= TASK GOAL =
Below are the records; copy exactly the stretch from the line containing "by the search;" through the line containing "let blocked: HashSet<Cell>", both ends included, and nothing else.

DATA EXTRACTS Start Marker

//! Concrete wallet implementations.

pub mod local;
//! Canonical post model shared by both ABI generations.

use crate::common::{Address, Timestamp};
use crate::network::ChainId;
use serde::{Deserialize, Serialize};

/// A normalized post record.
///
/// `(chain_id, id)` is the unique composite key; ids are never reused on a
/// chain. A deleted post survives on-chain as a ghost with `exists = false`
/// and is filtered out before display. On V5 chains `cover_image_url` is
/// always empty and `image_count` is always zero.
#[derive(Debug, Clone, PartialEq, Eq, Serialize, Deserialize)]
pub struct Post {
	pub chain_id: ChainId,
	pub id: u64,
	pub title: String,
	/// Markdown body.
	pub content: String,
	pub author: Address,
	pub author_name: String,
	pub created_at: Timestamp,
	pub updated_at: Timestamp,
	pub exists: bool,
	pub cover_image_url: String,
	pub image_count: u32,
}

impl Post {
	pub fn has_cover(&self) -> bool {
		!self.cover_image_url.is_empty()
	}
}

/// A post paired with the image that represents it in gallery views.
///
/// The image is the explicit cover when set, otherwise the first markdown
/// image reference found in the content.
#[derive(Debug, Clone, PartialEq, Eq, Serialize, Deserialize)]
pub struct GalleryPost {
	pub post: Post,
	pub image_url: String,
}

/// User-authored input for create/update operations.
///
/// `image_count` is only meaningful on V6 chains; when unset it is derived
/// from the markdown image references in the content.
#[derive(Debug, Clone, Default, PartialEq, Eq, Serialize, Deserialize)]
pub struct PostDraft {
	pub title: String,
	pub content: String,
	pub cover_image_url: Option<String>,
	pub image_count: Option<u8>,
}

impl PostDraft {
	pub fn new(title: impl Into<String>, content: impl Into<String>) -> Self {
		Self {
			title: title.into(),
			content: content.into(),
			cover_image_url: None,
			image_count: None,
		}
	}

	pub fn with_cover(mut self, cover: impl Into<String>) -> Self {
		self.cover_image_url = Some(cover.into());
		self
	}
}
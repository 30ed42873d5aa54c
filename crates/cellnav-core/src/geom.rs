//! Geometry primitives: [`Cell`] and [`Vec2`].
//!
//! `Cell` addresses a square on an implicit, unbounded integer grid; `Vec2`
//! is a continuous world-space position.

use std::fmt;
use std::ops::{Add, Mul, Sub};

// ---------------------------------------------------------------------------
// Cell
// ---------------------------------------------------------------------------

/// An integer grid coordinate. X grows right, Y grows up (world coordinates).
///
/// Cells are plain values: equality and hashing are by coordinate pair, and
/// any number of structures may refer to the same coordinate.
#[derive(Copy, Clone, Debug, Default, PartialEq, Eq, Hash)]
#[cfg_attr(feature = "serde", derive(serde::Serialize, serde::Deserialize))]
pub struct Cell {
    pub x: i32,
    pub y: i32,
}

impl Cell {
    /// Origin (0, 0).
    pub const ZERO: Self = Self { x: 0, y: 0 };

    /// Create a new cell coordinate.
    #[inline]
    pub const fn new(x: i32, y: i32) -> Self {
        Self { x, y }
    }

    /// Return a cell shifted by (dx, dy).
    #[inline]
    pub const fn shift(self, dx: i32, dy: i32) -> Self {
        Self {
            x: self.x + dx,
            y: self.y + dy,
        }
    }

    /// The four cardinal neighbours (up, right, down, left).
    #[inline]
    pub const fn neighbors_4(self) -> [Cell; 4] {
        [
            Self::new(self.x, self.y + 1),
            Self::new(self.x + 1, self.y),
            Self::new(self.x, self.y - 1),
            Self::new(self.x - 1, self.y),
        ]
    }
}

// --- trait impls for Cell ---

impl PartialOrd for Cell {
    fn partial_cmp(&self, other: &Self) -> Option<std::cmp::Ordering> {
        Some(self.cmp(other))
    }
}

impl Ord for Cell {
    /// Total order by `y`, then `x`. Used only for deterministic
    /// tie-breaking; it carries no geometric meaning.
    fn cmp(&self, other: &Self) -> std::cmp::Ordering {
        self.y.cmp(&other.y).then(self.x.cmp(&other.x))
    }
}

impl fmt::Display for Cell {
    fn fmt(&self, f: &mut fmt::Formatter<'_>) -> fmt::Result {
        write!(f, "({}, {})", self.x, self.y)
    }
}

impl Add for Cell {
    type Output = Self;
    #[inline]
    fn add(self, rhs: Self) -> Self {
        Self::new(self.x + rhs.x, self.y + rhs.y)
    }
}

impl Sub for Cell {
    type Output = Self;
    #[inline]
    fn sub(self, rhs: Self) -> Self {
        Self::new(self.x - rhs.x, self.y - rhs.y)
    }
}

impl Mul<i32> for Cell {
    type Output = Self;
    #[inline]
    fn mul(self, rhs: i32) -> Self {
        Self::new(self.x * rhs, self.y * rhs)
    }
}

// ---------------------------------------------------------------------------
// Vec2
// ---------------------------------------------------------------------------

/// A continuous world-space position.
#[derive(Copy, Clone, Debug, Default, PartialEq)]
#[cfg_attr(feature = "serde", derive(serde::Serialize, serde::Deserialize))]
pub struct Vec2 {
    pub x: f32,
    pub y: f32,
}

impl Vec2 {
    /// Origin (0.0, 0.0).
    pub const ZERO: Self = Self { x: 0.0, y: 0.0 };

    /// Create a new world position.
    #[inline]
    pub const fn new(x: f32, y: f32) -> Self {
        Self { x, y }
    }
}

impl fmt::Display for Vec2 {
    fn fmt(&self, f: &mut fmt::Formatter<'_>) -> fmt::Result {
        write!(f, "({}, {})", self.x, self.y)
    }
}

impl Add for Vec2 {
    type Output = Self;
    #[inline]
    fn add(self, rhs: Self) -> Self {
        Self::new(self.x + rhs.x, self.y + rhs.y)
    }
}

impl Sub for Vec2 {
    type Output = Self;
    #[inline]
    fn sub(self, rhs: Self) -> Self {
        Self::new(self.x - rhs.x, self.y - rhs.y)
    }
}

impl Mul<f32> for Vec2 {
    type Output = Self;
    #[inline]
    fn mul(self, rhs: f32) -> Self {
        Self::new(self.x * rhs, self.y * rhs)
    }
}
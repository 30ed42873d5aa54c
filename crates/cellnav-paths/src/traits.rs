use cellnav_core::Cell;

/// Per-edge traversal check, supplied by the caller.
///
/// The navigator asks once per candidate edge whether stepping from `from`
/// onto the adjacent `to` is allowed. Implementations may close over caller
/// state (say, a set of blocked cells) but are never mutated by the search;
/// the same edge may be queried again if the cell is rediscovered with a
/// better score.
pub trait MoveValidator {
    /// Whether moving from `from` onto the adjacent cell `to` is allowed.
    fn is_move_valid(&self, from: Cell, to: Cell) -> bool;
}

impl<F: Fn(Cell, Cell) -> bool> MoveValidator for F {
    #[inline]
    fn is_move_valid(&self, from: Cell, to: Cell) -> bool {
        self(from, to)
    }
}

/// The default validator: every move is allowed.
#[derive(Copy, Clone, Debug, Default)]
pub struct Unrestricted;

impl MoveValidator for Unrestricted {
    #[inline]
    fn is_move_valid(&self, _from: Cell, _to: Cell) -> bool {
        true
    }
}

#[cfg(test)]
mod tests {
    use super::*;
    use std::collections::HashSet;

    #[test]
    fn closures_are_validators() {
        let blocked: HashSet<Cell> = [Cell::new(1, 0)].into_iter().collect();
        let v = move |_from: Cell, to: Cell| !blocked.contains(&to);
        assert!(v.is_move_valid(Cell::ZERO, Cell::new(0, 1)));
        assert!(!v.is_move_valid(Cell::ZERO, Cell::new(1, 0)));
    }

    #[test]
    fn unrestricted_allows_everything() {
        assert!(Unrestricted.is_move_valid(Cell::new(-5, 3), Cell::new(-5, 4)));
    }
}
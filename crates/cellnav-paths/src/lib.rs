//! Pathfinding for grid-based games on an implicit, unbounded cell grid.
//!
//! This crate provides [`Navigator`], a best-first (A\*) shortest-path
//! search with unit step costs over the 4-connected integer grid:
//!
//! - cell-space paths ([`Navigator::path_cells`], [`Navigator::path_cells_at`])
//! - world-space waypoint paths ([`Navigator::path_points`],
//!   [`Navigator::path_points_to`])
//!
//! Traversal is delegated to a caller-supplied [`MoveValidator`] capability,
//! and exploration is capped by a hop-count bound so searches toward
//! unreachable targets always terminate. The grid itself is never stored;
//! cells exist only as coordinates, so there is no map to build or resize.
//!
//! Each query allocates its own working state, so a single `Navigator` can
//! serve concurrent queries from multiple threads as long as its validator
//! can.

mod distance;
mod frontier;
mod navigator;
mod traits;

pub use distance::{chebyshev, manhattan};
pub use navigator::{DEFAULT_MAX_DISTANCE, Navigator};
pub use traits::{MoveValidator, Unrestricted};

DATA EXTRACTS End Marker

= TASK OUTPUT =
/// state (say, a set of blocked cells) but are never mutated by the search;
/// the same edge may be queried again if the cell is rediscovered with a
/// better score.
pub trait MoveValidator {
    /// Whether moving from `from` onto the adjacent cell `to` is allowed.
    fn is_move_valid(&self, from: Cell, to: Cell) -> bool;
}

impl<F: Fn(Cell, Cell) -> bool> MoveValidator for F {
    #[inline]
    fn is_move_valid(&self, from: Cell, to: Cell) -> bool {
        self(from, to)
    }
}

/// The default validator: every move is allowed.
#[derive(Copy, Clone, Debug, Default)]
pub struct Unrestricted;

impl MoveValidator for Unrestricted {
    #[inline]
    fn is_move_valid(&self, _from: Cell, _to: Cell) -> bool {
        true
    }
}

#[cfg(test)]
mod tests {
    use super::*;
    use std::collections::HashSet;

    #[test]
    fn closures_are_validators() {
        let blocked: HashSet<Cell> = [Cell::new(1, 0)].into_iter().collect();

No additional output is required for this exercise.